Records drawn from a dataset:
%%
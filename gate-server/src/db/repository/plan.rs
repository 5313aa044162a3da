//! Plan Repository

use std::sync::Arc;

use super::{RepoResult, decode};
use crate::db::collections::PLANS;
use crate::db::store::{Order, RecordStore};
use shared::models::Plan;

#[derive(Clone)]
pub struct PlanRepository {
    store: Arc<dyn RecordStore>,
}

impl PlanRepository {
    pub fn new(store: Arc<dyn RecordStore>) -> Self {
        Self { store }
    }

    pub async fn find_by_id(&self, id: &str) -> RepoResult<Option<Plan>> {
        self.store.get(PLANS, id).await?.map(decode).transpose()
    }

    pub async fn find_all(&self) -> RepoResult<Vec<Plan>> {
        let records = self
            .store
            .query(PLANS, &[], Some(Order::Asc("name")), None, None)
            .await?;
        records.into_iter().map(decode).collect()
    }
}
//! In-process memory backend (同进程存储)
//!
//! DashMap of collections, each a BTreeMap keyed by document id. Mutations
//! go through the collection's shard entry, which is what makes a single
//! `set`/`update` atomic with respect to concurrent calls. 用于测试和
//! 默认单机部署。

use std::collections::BTreeMap;

use async_trait::async_trait;
use dashmap::DashMap;
use serde_json::Value;

use super::{
    Filter, Order, Record, RecordStore, StoreError, StoreResult, compare_values, merge_values,
    set_value_at_path, value_at_path,
};

#[derive(Debug, Default)]
pub struct MemoryStore {
    collections: DashMap<String, BTreeMap<String, Value>>,
}

impl MemoryStore {
    pub fn new() -> Self {
        Self::default()
    }
}

#[async_trait]
impl RecordStore for MemoryStore {
    async fn get(&self, collection: &str, id: &str) -> StoreResult<Option<Record>> {
        Ok(self.collections.get(collection).and_then(|docs| {
            docs.get(id).map(|fields| Record {
                id: id.to_string(),
                fields: fields.clone(),
            })
        }))
    }

    async fn query(
        &self,
        collection: &str,
        filters: &[Filter],
        order: Option<Order>,
        limit: Option<usize>,
        offset: Option<usize>,
    ) -> StoreResult<Vec<Record>> {
        let mut matches: Vec<Record> = match self.collections.get(collection) {
            Some(docs) => docs
                .iter()
                .filter(|(_, fields)| filters.iter().all(|f| f.matches(fields)))
                .map(|(id, fields)| Record {
                    id: id.clone(),
                    fields: fields.clone(),
                })
                .collect(),
            None => Vec::new(),
        };

        if let Some(order) = order {
            let (path, descending) = match order {
                Order::Asc(p) => (p, false),
                Order::Desc(p) => (p, true),
            };
            matches.sort_by(|a, b| {
                // Documents without the sort field go last
                let ord = match (
                    value_at_path(&a.fields, path),
                    value_at_path(&b.fields, path),
                ) {
                    (Some(x), Some(y)) => {
                        compare_values(x, y).unwrap_or(std::cmp::Ordering::Equal)
                    }
                    (Some(_), None) => std::cmp::Ordering::Less,
                    (None, Some(_)) => std::cmp::Ordering::Greater,
                    (None, None) => std::cmp::Ordering::Equal,
                };
                if descending { ord.reverse() } else { ord }
            });
        }

        let skipped = matches.into_iter().skip(offset.unwrap_or(0));
        Ok(match limit {
            Some(n) => skipped.take(n).collect(),
            None => skipped.collect(),
        })
    }

    async fn add(&self, collection: &str, fields: Value) -> StoreResult<String> {
        let id = uuid::Uuid::new_v4().simple().to_string();
        self.collections
            .entry(collection.to_string())
            .or_default()
            .insert(id.clone(), fields);
        Ok(id)
    }

    async fn set(&self, collection: &str, id: &str, fields: Value, merge: bool) -> StoreResult<()> {
        let mut docs = self.collections.entry(collection.to_string()).or_default();
        if merge {
            if let Some(existing) = docs.get_mut(id) {
                merge_values(existing, fields);
                return Ok(());
            }
        }
        docs.insert(id.to_string(), fields);
        Ok(())
    }

    async fn update(
        &self,
        collection: &str,
        id: &str,
        patch: &[(String, Value)],
    ) -> StoreResult<()> {
        let mut docs = self.collections.entry(collection.to_string()).or_default();
        let doc = docs.get_mut(id).ok_or_else(|| StoreError::NotFound {
            collection: collection.to_string(),
            id: id.to_string(),
        })?;
        for (path, value) in patch {
            set_value_at_path(doc, path, value.clone());
        }
        Ok(())
    }
}

#[cfg(test)]
mod tests {
    use super::*;
    use serde_json::json;

    #[tokio::test]
    async fn add_and_get() {
        let store = MemoryStore::new();
        let id = store.add("logs", json!({"n": 1})).await.unwrap();
        let record = store.get("logs", &id).await.unwrap().unwrap();
        assert_eq!(record.fields, json!({"n": 1}));
        assert!(store.get("logs", "missing").await.unwrap().is_none());
    }

    #[tokio::test]
    async fn set_merge_preserves_siblings() {
        let store = MemoryStore::new();
        store
            .set("dashboard", "main", json!({"stats": {"a": 1}, "keep": true}), false)
            .await
            .unwrap();
        store
            .set("dashboard", "main", json!({"stats": {"b": 2}}), true)
            .await
            .unwrap();
        let doc = store.get("dashboard", "main").await.unwrap().unwrap();
        assert_eq!(doc.fields, json!({"stats": {"a": 1, "b": 2}, "keep": true}));
    }

    #[tokio::test]
    async fn update_dotted_path() {
        let store = MemoryStore::new();
        store
            .set("dashboard", "main", json!({"sessions": {"s1": {"exit": null}}}), false)
            .await
            .unwrap();
        store
            .update(
                "dashboard",
                "main",
                &[("sessions.s1.exit".to_string(), json!(99))],
            )
            .await
            .unwrap();
        let doc = store.get("dashboard", "main").await.unwrap().unwrap();
        assert_eq!(doc.fields, json!({"sessions": {"s1": {"exit": 99}}}));
    }

    #[tokio::test]
    async fn update_missing_document_fails() {
        let store = MemoryStore::new();
        let err = store
            .update("dashboard", "absent", &[("x".to_string(), json!(1))])
            .await
            .unwrap_err();
        assert!(matches!(err, StoreError::NotFound { .. }));
    }

    #[tokio::test]
    async fn query_filters_order_and_pages() {
        let store = MemoryStore::new();
        for (token, ts) in [("aaa111", 10), ("aaa111", 30), ("bbb222", 20), ("aaa111", 5)] {
            store
                .add("logs", json!({"token": token, "timestamp": ts}))
                .await
                .unwrap();
        }

        let rows = store
            .query(
                "logs",
                &[Filter::Eq("token", json!("aaa111")), Filter::Ge("timestamp", json!(10))],
                Some(Order::Desc("timestamp")),
                None,
                None,
            )
            .await
            .unwrap();
        let stamps: Vec<i64> = rows
            .iter()
            .map(|r| r.fields["timestamp"].as_i64().unwrap())
            .collect();
        assert_eq!(stamps, vec![30, 10]);

        let paged = store
            .query("logs", &[], Some(Order::Asc("timestamp")), Some(2), Some(1))
            .await
            .unwrap();
        let stamps: Vec<i64> = paged
            .iter()
            .map(|r| r.fields["timestamp"].as_i64().unwrap())
            .collect();
        assert_eq!(stamps, vec![10, 20]);
    }
}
%%
Using the entries shown above, reproduce verbatim the lines from the line bearing "(Some(_), None) =>" to the line bearing "Value, merge: bool)", inclusive.

Exercise answer =>
                    (Some(_), None) => std::cmp::Ordering::Less,
                    (None, Some(_)) => std::cmp::Ordering::Greater,
                    (None, None) => std::cmp::Ordering::Equal,
                };
                if descending { ord.reverse() } else { ord }
            });
        }

        let skipped = matches.into_iter().skip(offset.unwrap_or(0));
        Ok(match limit {
            Some(n) => skipped.take(n).collect(),
            None => skipped.collect(),
        })
    }

    async fn add(&self, collection: &str, fields: Value) -> StoreResult<String> {
        let id = uuid::Uuid::new_v4().simple().to_string();
        self.collections
            .entry(collection.to_string())
            .or_default()
            .insert(id.clone(), fields);
        Ok(id)
    }

    async fn set(&self, collection: &str, id: &str, fields: Value, merge: bool) -> StoreResult<()> {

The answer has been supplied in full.